Ao criar uma deformação jurídica no Rio, que contraria a Lei
de Mobilidade Urbana e viola a profissão regulamentada de taxista, a Justiça
também permitiu, indiretamente, um novo tipo de relação trabalhista
ultraliberal, em que o empregador se isenta de qualquer responsabilidade com o
prestador de serviço e também por quem utiliza o serviço. Mesmo quando se
tentaram regulamentações simples, como a de controlar o número de carros, o
Judiciário vetou em diversas ocasiões.
Existem 240 mil carros particulares fazendo transporte
individual por aplicativo na capital paulista. No Rio, calcula-se que há mais
de 100 mil carros particulares a serviço de aplicativos semelhantes ao Uber.

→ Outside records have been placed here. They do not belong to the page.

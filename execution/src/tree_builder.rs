// Copyright 2024 Build Core Contributors.
// Licensed under the Apache License, Version 2.0 (see LICENSE).

use std::collections::{BTreeMap, HashMap};
use std::path::Component;

use bytes::Bytes;
use common::{ObjectInfo, ObjectType};
use hashing::Digest;
use store::tree::{serialize_entries, TreeEntry};

use crate::api::{is_non_upward_target, ExecutionApi, NamedArtifact};
use crate::blob::ArtifactBlob;

enum PathTree {
    Leaf(ObjectInfo),
    Dir(BTreeMap<String, PathTree>),
}

/// Assemble the directory tree spanned by the given named artifacts.
///
/// Returns the tree-object blobs in children-before-parents order together
/// with the root digest, so that uploading the blobs in order never makes a
/// tree visible before its referenced subtrees.
pub async fn build_tree_blobs(
    api: &dyn ExecutionApi,
    artifacts: &[NamedArtifact],
) -> Result<(Vec<ArtifactBlob>, Digest), String> {
    let mut root = BTreeMap::new();
    for artifact in artifacts {
        insert_artifact(&mut root, artifact)?;
    }

    // Symlink entries carry their target inline in the compatible tree
    // format; fetch all targets up front so assembly itself stays
    // synchronous.
    let mut symlink_targets: HashMap<String, String> = HashMap::new();
    for artifact in artifacts {
        if artifact.info.object_type.is_symlink() {
            let bytes = api.retrieve_to_memory(&artifact.info).await?;
            let target = String::from_utf8(bytes.to_vec())
                .map_err(|_| format!("Symlink target at {:?} is not UTF-8", artifact.path))?;
            if !is_non_upward_target(&target) {
                return Err(format!(
                    "Symlink at {:?} has upward target {target:?}",
                    artifact.path
                ));
            }
            symlink_targets.insert(artifact.info.digest.hash.to_hex(), target);
        }
    }

    let mut blobs = vec![];
    let root_digest = build_directory(api, &root, &symlink_targets, &mut blobs)?;
    Ok((blobs, root_digest))
}

fn insert_artifact(
    root: &mut BTreeMap<String, PathTree>,
    artifact: &NamedArtifact,
) -> Result<(), String> {
    let mut components = vec![];
    for component in artifact.path.components() {
        match component {
            Component::Normal(part) => components.push(
                part.to_str()
                    .ok_or_else(|| format!("Non-UTF-8 path {:?}", artifact.path))?
                    .to_owned(),
            ),
            Component::CurDir => {}
            _ => {
                return Err(format!(
                    "Path {:?} must be relative and may not escape the tree root",
                    artifact.path
                ))
            }
        }
    }
    let leaf = components
        .pop()
        .ok_or_else(|| format!("Empty artifact path {:?}", artifact.path))?;

    let mut current = root;
    for component in components {
        let node = current
            .entry(component.clone())
            .or_insert_with(|| PathTree::Dir(BTreeMap::new()));
        current = match node {
            PathTree::Dir(children) => children,
            PathTree::Leaf(_) => {
                return Err(format!(
                    "Path conflict below {:?}: {component:?} is both a file and a directory",
                    artifact.path
                ))
            }
        };
    }
    if current
        .insert(leaf.clone(), PathTree::Leaf(artifact.info))
        .is_some()
    {
        return Err(format!("Duplicate artifact path {:?}", artifact.path));
    }
    Ok(())
}

fn build_directory(
    api: &dyn ExecutionApi,
    children: &BTreeMap<String, PathTree>,
    symlink_targets: &HashMap<String, String>,
    blobs: &mut Vec<ArtifactBlob>,
) -> Result<Digest, String> {
    let hash_function = api.hash_function();
    let mut entries = Vec::with_capacity(children.len());
    for (name, node) in children {
        match node {
            PathTree::Dir(grandchildren) => {
                let digest = build_directory(api, grandchildren, symlink_targets, blobs)?;
                entries.push(TreeEntry::new(name.clone(), digest, ObjectType::Tree));
            }
            PathTree::Leaf(info) => {
                if info.object_type.is_symlink() {
                    let target = symlink_targets
                        .get(&info.digest.hash.to_hex())
                        .expect("targets prefetched for all symlinks");
                    entries.push(TreeEntry::symlink(
                        name.clone(),
                        info.digest,
                        target.clone(),
                    ));
                } else {
                    entries.push(TreeEntry::new(name.clone(), info.digest, info.object_type));
                }
            }
        }
    }

    let (bytes, digest) = serialize_entries(hash_function, entries)?;
    blobs.push(ArtifactBlob::tree_from_bytes(
        hash_function,
        Bytes::from(bytes),
    ));
    Ok(digest)
}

Somam-se a esses números os 30 mil táxis que já rodavam no município. Aos
poucos, as grandes cidades não se livram mais dos engarrafamentos, é horário de
pico o dia inteiro. É a institucionalização do congestionamento e da poluição.
Outra consequência que vem ocorrendo é o sequestro da discussão sobre
transportes de massa, um tema que realmente deveria ser o centro das nossas
preocupações. Por conta de alternativas que são ilegais para os táxis, o Uber
pratica lotações em carros particulares num sistema que chamou de Uber Pool, o
que está causando redução de usuários em ônibus, trens e metrô. Cidadãos que
ainda necessitam do transporte público estão testemunhando o absoluto abandono
dos debates que poderiam promover melhorias no setor, o Uber aluga espaço na
imprensa para gerar um monopólio de ideias. Ônibus pirata e Vans, não pode.
Uber pode.
A pressão pelo crescimento do apêndice urbano, que são os
aplicativos de transporte privado em carros particulares, possui protagonistas
de força por trás. A indústria automobilística se beneficia com o aumento da
compra de carros por interessados em aderir ao “emprego” de ocasião oferecido
pelos apps. As locadoras de automóveis nunca lucraram tanto, alguma oferecem o
kit completo para quem deseja ingressar no Uber, oferecendo até smartphone.
Como se não bastasse, o Uber patrocinou parte do carnaval carioca.
Não há regras de sustentabilidade, como as que são previstas
para os táxis. Numa progressão geométrica, o Rio vai caminhando para o caos
incontrolável no trânsito. Em tempos de Lava-Jato, em que o mote diz que a lei
é para todos, podemos dizer que há controvérsias. Somente o Uber já possui mais
de 55 mil denúncias no site Reclame Aqui. Entre as justificativas surpreendentes
da liminar concedida por uma desembargadora, lê-se a que afirma que o Uber não
causa danos sociais. Como dormir com um barulho desses?